Aquellos que no tenían casa, tarde o temprano encontraban a alguien que les dejaba dormir en la suya, a cambio de colaborar en las labores del hogar o en el cuidado de los niños de la familia. Aunque esto era una solución temporal que les obligaba acambiar de hogar muy a menudo (con la consiguiente preocupación por buscar dónde dormir).
A veces, también, eran las familias quienes buscaban a sus hijos e hijas otras casas en las que vivir como criados.

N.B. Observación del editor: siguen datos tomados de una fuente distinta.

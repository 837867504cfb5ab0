//! Authentication, SSO, and token settings.

use std::collections::BTreeMap;

use serde::Serialize;
use serde_yaml::Value;

use crate::document::Document;
use crate::error::{SettingsError, SettingsResult};
use crate::registry::AttributeResolver;
use crate::resolve::merge::{merge_map, overlay, overlay_opt};

/// Provider backends offered when third-party auth is enabled and the
/// document does not name its own list.
pub(crate) const DEFAULT_PROVIDER_BACKENDS: &[&str] = &[
    "lyceum.auth.providers.google.GoogleOAuth2",
    "lyceum.auth.providers.facebook.FacebookOAuth2",
    "lyceum.auth.providers.microsoft.AzureADOAuth2",
    "lyceum.auth.providers.linkedin.LinkedinOAuth2",
    "lyceum.auth.providers.saml.SamlProvider",
    "lyceum.auth.providers.lti.LtiProvider",
];

/// Authentication settings.
#[derive(Debug, Clone, PartialEq, Serialize)]
pub struct AuthSettings {
    /// Signing key for sessions and tokens.
    pub secret_key: String,
    /// Shared secret for trusted service-to-service calls.
    pub internal_api_key: Option<String>,
    pub max_failed_login_attempts: u32,
    pub lockout_period_secs: u64,
    /// Password policy entries, in the host framework's validator format.
    pub password_validators: Vec<Value>,
    pub cas: CasSettings,
    pub third_party: ThirdPartyAuthSettings,
    pub oauth2: OAuth2Settings,
    /// Token verification claims. Document entries merge in per key.
    pub jwt: BTreeMap<String, Value>,
    pub lti_provider: LtiProviderSettings,
}

impl Default for AuthSettings {
    fn default() -> Self {
        Self {
            secret_key: String::new(),
            internal_api_key: None,
            max_failed_login_attempts: 6,
            lockout_period_secs: 1800,
            password_validators: Vec::new(),
            cas: CasSettings::default(),
            third_party: ThirdPartyAuthSettings::default(),
            oauth2: OAuth2Settings::default(),
            jwt: default_jwt_claims(),
            lti_provider: LtiProviderSettings::default(),
        }
    }
}

fn default_jwt_claims() -> BTreeMap<String, Value> {
    let mut claims = BTreeMap::new();
    claims.insert("JWT_ALGORITHM".to_string(), Value::from("HS256"));
    claims.insert("JWT_EXPIRATION_SECS".to_string(), Value::from(30));
    claims.insert("JWT_AUTH_COOKIE".to_string(), Value::from("lyceum-jwt"));
    claims
}

impl AuthSettings {
    pub(crate) fn apply(&mut self, doc: &Document) -> SettingsResult<()> {
        self.secret_key = doc
            .secret_key
            .clone()
            .ok_or(SettingsError::missing_key("SECRET_KEY"))?;

        overlay_opt(&mut self.internal_api_key, &doc.internal_api_key);
        overlay(
            &mut self.max_failed_login_attempts,
            &doc.max_failed_login_attempts_allowed,
        );
        overlay(
            &mut self.lockout_period_secs,
            &doc.max_failed_login_attempts_lockout_period_secs,
        );
        overlay(&mut self.password_validators, &doc.auth_password_validators);
        merge_map(&mut self.jwt, &doc.jwt_auth);
        self.lti_provider.apply(doc);
        Ok(())
    }
}

/// Central-authentication-service settings.
///
/// Filled by the feature fan-out when `AUTH_USE_CAS` is on; inert otherwise.
#[derive(Debug, Clone, PartialEq, Serialize, Default)]
pub struct CasSettings {
    pub server_url: Option<String>,
    pub extra_login_params: BTreeMap<String, String>,
    /// Registered callback that maps CAS attributes onto the user profile.
    #[serde(skip)]
    pub attribute_resolver: Option<AttributeResolver>,
}

/// Third-party (social and institutional) authentication settings.
#[derive(Debug, Clone, PartialEq, Serialize)]
pub struct ThirdPartyAuthSettings {
    /// Provider backends, tried in order.
    pub backends: Vec<String>,
    pub pipeline_timeout_secs: u64,
    pub saml_sp_private_key: String,
    pub saml_sp_public_cert: String,
    /// Per-provider key material, keyed by SAML entity slug.
    pub saml_sp_private_key_dict: BTreeMap<String, String>,
    pub saml_sp_public_cert_dict: BTreeMap<String, String>,
    pub oauth_secrets: BTreeMap<String, String>,
    pub lti_consumer_secrets: BTreeMap<String, String>,
    pub custom_auth_forms: BTreeMap<String, Value>,
}

impl Default for ThirdPartyAuthSettings {
    fn default() -> Self {
        Self {
            backends: DEFAULT_PROVIDER_BACKENDS
                .iter()
                .map(|b| (*b).to_string())
                .collect(),
            pipeline_timeout_secs: 600,
            saml_sp_private_key: String::new(),
            saml_sp_public_cert: String::new(),
            saml_sp_private_key_dict: BTreeMap::new(),
            saml_sp_public_cert_dict: BTreeMap::new(),
            oauth_secrets: BTreeMap::new(),
            lti_consumer_secrets: BTreeMap::new(),
            custom_auth_forms: BTreeMap::new(),
        }
    }
}

/// OAuth2 provider settings.
#[derive(Debug, Clone, PartialEq, Serialize)]
pub struct OAuth2Settings {
    /// Token issuer URL. Required when the provider feature is enabled.
    pub issuer: Option<String>,
    pub enforce_secure: bool,
    pub enforce_client_secure: bool,
    pub expire_confidential_client_days: u64,
    pub expire_public_client_days: u64,
    pub id_token_expiration_secs: u64,
    pub delete_expired: bool,
}

impl Default for OAuth2Settings {
    fn default() -> Self {
        Self {
            issuer: None,
            enforce_secure: true,
            enforce_client_secure: true,
            expire_confidential_client_days: 365,
            expire_public_client_days: 30,
            id_token_expiration_secs: 3600,
            delete_expired: true,
        }
    }
}

/// Settings for acting as an LTI tool provider.
#[derive(Debug, Clone, PartialEq, Serialize)]
pub struct LtiProviderSettings {
    /// Domain for the synthetic email of LTI-provisioned users.
    pub user_email_domain: String,
    /// Grace period before aggregate scores are passed back, in seconds.
    pub aggregate_score_passback_delay_secs: u64,
}

impl Default for LtiProviderSettings {
    fn default() -> Self {
        Self {
            user_email_domain: "lti.lyceum.education".to_string(),
            aggregate_score_passback_delay_secs: 900,
        }
    }
}

impl LtiProviderSettings {
    fn apply(&mut self, doc: &Document) {
        overlay(&mut self.user_email_domain, &doc.lti_user_email_domain);
        overlay(
            &mut self.aggregate_score_passback_delay_secs,
            &doc.lti_aggregate_score_passback_delay,
        );
    }
}

// =============================================================================
// Tests
// =============================================================================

Hablando de educación, la media de alumnos por aula era de 50 y en el curso inicial de primaria, podían convivir alumnos desde 5 a 14 años. Todos ellos, en educación primaria, tenían acceso a los libros de texto de forma gratuita, pero rara vez esos libros conseguían llegar al final del año en buenas condiciones: en parte, por el descuido de sus dueños; en parte, por falta de una buena “pasta” en la que trasportarlos; en parte, porque eran alimento de los ratones en sus casas.
Las escuelas que conocí tienen sólidas paredes, aunque por el tejado fácilmente se cuela el agua en la época de lluvias (al inicio de curso) y no tienen ventanas. Las páginas se pasan solas, los lápices ruedan por las mesas y los papeles vuelan en los días de viento…
En una ocasión (y me consta que no fue la primera vez), tuvieron que hacer un examen oficial a la sombra de una “mangueira” (un árbol) por falta de aulas.
En cuanto a salud, decirte que el lugar en el que pasé la mayor parte del tiempo disponía de un hospital recién construido y con un equipo médico muy competente (según la opinión de la doctora de una ONG suiza que colaboraba con ellos). Diariamente eran atendidas allí miles de personas, de todo el distrito. El diagnóstico más común: “no tienen sangre” (esto creo que me dará para otro artículo). Para recuperarse, en los casos de “sin sangre” más graves o para las operaciones, era necesario que un familiar donara dos litros de sangre al hospital o bien que desembolsaran el dinero para comprar la sangre necesaria para la intervención (no sé a cuánto estaba el litro).
Hasta hace un año, la electricidad no llegó a la zona. Ahora, poco a poco, va llegando a las casas, llevando la luz y también la radio, la televisión, aparatos de música y la posibilidad de cargar los móviles. Es cierto, sí, hay personas capaces de privarse de algunas comidas para conseguir comprar algún aparato. También te cuento que es normal tener un móvil, pero también es frecuente es no tener nada de crédito en él.
Como ves, traté de hablar sólo de aspectos económicos y sociales. Podría seguir contándote muchas más cosas, pero creo que es suficiente para que, ahora, emitas tu propio juicio y, o bien te quedes ahí, con tu opinión y tus conocimientos, o bien continúes.
Por mi parte, estoy abierta a ayudarte en lo posible a responder a esas nuevas inquietudes que pudieran surgir, aunque lo que deseo, de verdad, es que junt@s construyamos nuevas preguntas y, también junt@s, demos respuestas. Uno sólo no puede cambiar el mundo, pero tal vez unos cuantos…
Miriam Piqueras es maestra de Educación Infantil en Lugo, y ha sido voluntaria en Mozambique.